Se só ser ouvido já é bom, ser ouvido de uma maneira qualificada é melhor ainda
- Amanda Gabriele Cruz Carvalho
- 4 de jun. de 2024
- 3 min de leitura
Sou fã do podcast “Não Inviabilize”, que conta histórias reais dos ouvintes por meio da habilidade narrativa invejável da Déia Freitas (um beijo pra Déia, maravilhosa!). Me emociono com a forma carinhosa e cuidadosa como as histórias são narradas, e fico imaginando o quanto deve ter sido importante, para a pessoa que mandou a história, ter ouvido suas vivências reconhecidas e enriquecidas pela ótica da Déia. E, de fato, ela conta que os donos das histórias queriam, acima de tudo, serem ouvidos e compreendidos.
Isso me fez pensar o quão potente pode ser essa escuta, que leva o protagonista da história a expor questões muito particulares para milhares de pessoas, com risco até de ser julgado e receber conselhos estapafúrdios (no grupo público de troca de mensagens sobre as histórias). Ter um espaço de escuta onde a sua versão dos fatos é contada e também transformada pela versão do outro, é ser legitimada em suas preocupações, vontades, motivações e crenças, mesmo que o interlocutor não concorde 100% com você. Você se sente um ser humano, não só mais um corpo “ambulante” no meio da multidão. E isso tudo é amplificado quando falamos de participar de uma comunidade inteira de ouvintes.
Parece banal, mas muita gente não tem esse tipo de espaço. Suas histórias simplesmente não têm a chance de serem contadas, morrendo na fonte por barreiras como preconceito, indiferença, egocentrismo e agressividade do outro. Podemos pensar, inclusive, nas vivências sistematicamente sufocadas dos grupos sociais minoritários. Ou, ainda, em dificuldades da pessoa em contar sua história de forma que o interlocutor se conecte com a postura da empatia, como é o caso de pessoas que falam com um viés da acusação ou, por outro lado, da minimização das próprias questões.

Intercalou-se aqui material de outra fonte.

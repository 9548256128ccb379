//! petgraph-based directed adjacency view of the connection map.

use std::collections::HashMap;

use petgraph::graph::{DiGraph, NodeIndex};

use super::types::Workflow;

#[derive(Debug, Clone, PartialEq, Eq)]
pub struct EdgeLabel {
    pub slot: String,
    pub group: usize,
}

/// Flattened view: one edge per `{node: target}` entry across every output
/// slot and parallel group. Only resolvable edges are present; dangling
/// references are the graph-rule validator's concern, checked against the
/// raw connection map.
pub struct WorkflowGraph {
    pub graph: DiGraph<String, EdgeLabel>,
    pub node_indices: HashMap<String, NodeIndex>,
}

impl WorkflowGraph {
    pub fn build(workflow: &Workflow) -> Self {
        let mut graph = DiGraph::new();
        let mut node_indices = HashMap::new();

        for node in &workflow.nodes {
            let Some(id) = node.id() else { continue };
            node_indices
                .entry(id.to_string())
                .or_insert_with(|| graph.add_node(id.to_string()));
        }

        if let Some(connections) = &workflow.connections {
            for (source, ports) in connections {
                let Some(&source_idx) = node_indices.get(source) else {
                    continue;
                };
                for (slot, groups) in ports {
                    for (group, targets) in groups.iter().enumerate() {
                        for target in targets {
                            let Some(&target_idx) = node_indices.get(&target.node) else {
                                continue;
                            };
                            graph.add_edge(
                                source_idx,
                                target_idx,
                                EdgeLabel {
                                    slot: slot.clone(),
                                    group,
                                },
                            );
                        }
                    }
                }
            }
        }

        WorkflowGraph {
            graph,
            node_indices,
        }
    }

    pub fn successors(&self, node_id: &str) -> Vec<&str> {
        let Some(&idx) = self.node_indices.get(node_id) else {
            return vec![];
        };
        self.graph
            .neighbors_directed(idx, petgraph::Direction::Outgoing)
            .map(|n| self.graph[n].as_str())
            .collect()
    }

    pub fn predecessors(&self, node_id: &str) -> Vec<&str> {
        let Some(&idx) = self.node_indices.get(node_id) else {
            return vec![];
        };
        self.graph
            .neighbors_directed(idx, petgraph::Direction::Incoming)
            .map(|n| self.graph[n].as_str())
            .collect()
    }

    pub fn incoming_count(&self, node_id: &str) -> usize {
        self.predecessors(node_id).len()
    }

    pub fn outgoing_count(&self, node_id: &str) -> usize {
        self.successors(node_id).len()
    }

    pub fn has_edge(&self, source: &str, target: &str) -> bool {
        match (self.node_indices.get(source), self.node_indices.get(target)) {
            (Some(&s), Some(&t)) => self.graph.find_edge(s, t).is_some(),
            _ => false,
        }
    }
}
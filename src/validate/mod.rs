//! Validation aggregator: structure first, then graph and parameter checks.

pub mod graph_rules;
pub mod node_rules;
pub mod structure;

use serde_json::Value;

use crate::issue::{ValidationIssue, ValidationResult};
use crate::parse::{self, types::Workflow};

/// Full validation of raw JSON.
///
/// Structural criticals (non-object input, missing/malformed/empty node
/// array) short-circuit: graph and parameter checks cannot run safely
/// against such a document.
pub fn validate_raw(raw: &Value) -> ValidationResult {
    let mut result = structure::validate(raw);
    if structure::has_critical(&result) {
        return result;
    }

    let workflow = match parse::from_value(raw.clone()) {
        Ok(workflow) => workflow,
        Err(err) => {
            result.push(ValidationIssue::error(
                "INVALID_WORKFLOW",
                format!("Workflow does not match the expected shape: {err}"),
            ));
            return result;
        }
    };

    result.merge(graph_rules::validate(&workflow));
    result.merge(node_rules::validate(&workflow));
    result
}

/// Full validation of an already-typed workflow.
///
/// The structural pass has a single implementation over raw JSON, so the
/// typed document is viewed through its serialized form.
pub fn validate(workflow: &Workflow) -> ValidationResult {
    let raw = serde_json::to_value(workflow).unwrap_or(Value::Null);
    let mut result = structure::validate(&raw);
    if structure::has_critical(&result) {
        return result;
    }
    result.merge(graph_rules::validate(workflow));
    result.merge(node_rules::validate(workflow));
    result
}

/// Structure-only validation of raw JSON.
pub fn validate_structure(raw: &Value) -> ValidationResult {
    structure::validate(raw)
}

Por isso, não basta qualquer escuta, em especial nos casos mais delicados que envolvem dilemas, moralidade, saúde mental e consequências sérias aos envolvidos. Nem sempre mandar a história para um podcast vai ser suficiente ou adequado. É aí que entra a psicoterapia com a tal da escuta qualificada. Imagina poder contar sua história para uma pessoa que estudou (e continua estudando) por anos pra te ouvir com atenção, respeito, compreensão e recursos capazes de te ajudar a recontar suas vivências sob novas perspectivas, a partir daquilo que você valoriza.
A escuta qualificada exige a capacidade do terapeuta:
prestar atenção plena ao momento presente da interação com o outro, incluindo a fala, as expressões emocionais, os gestos e aos possíveis “motivos implícitos” pelos quais o paciente está agindo de determinada forma;
parafrasear o que foi ouvido, dizendo com as próprias palavras o que se entendeu da fala do paciente, sempre aberto à possibilidade de ser corrigido;
resumir toda a fala em um todo coerente, dando contornos mais claros à narrativa;
complementar com aspectos da experiência do paciente que não foram explicitamente narrados.
A escuta qualificada da psicoterapia é apenas um dos recursos terapêuticos da psicoterapia e deve ser combinada a estratégias de intervenção que ajudem os pacientes a adotarem perspectivas ampliadas sobre o que trazem às sessões e, se necessário, buscar formas diferentes de agir no mundo. É claro que ter espaços comunitários de escuta, para além da terapia, também é essencial. Meu ponto é que cada coisa tem sua função. E a terapia é um espaço especialmente reservado para uma escuta mais atenta às suas necessidades e ao seu funcionamento singular. Isso é o que a faz ser, de fato, terapêutica. Fez sentido? Continuando na lógica do diálogo, eu amaria ouvir o que você achou dessas ideias ;)
Deixo aqui meu profundo agradecimento aos professores Tiago Ferreira e Pedro Martins, que mesmo sendo de abordagens distintas da psicologia (o primeiro é da Terapia de Aceitação e Compromisso e o segundo, do Construcionismo Social), me convidam e inspiram a dar um lugar privilegiado à escuta qualificada das narrativas compartilhadas comigo na clínica.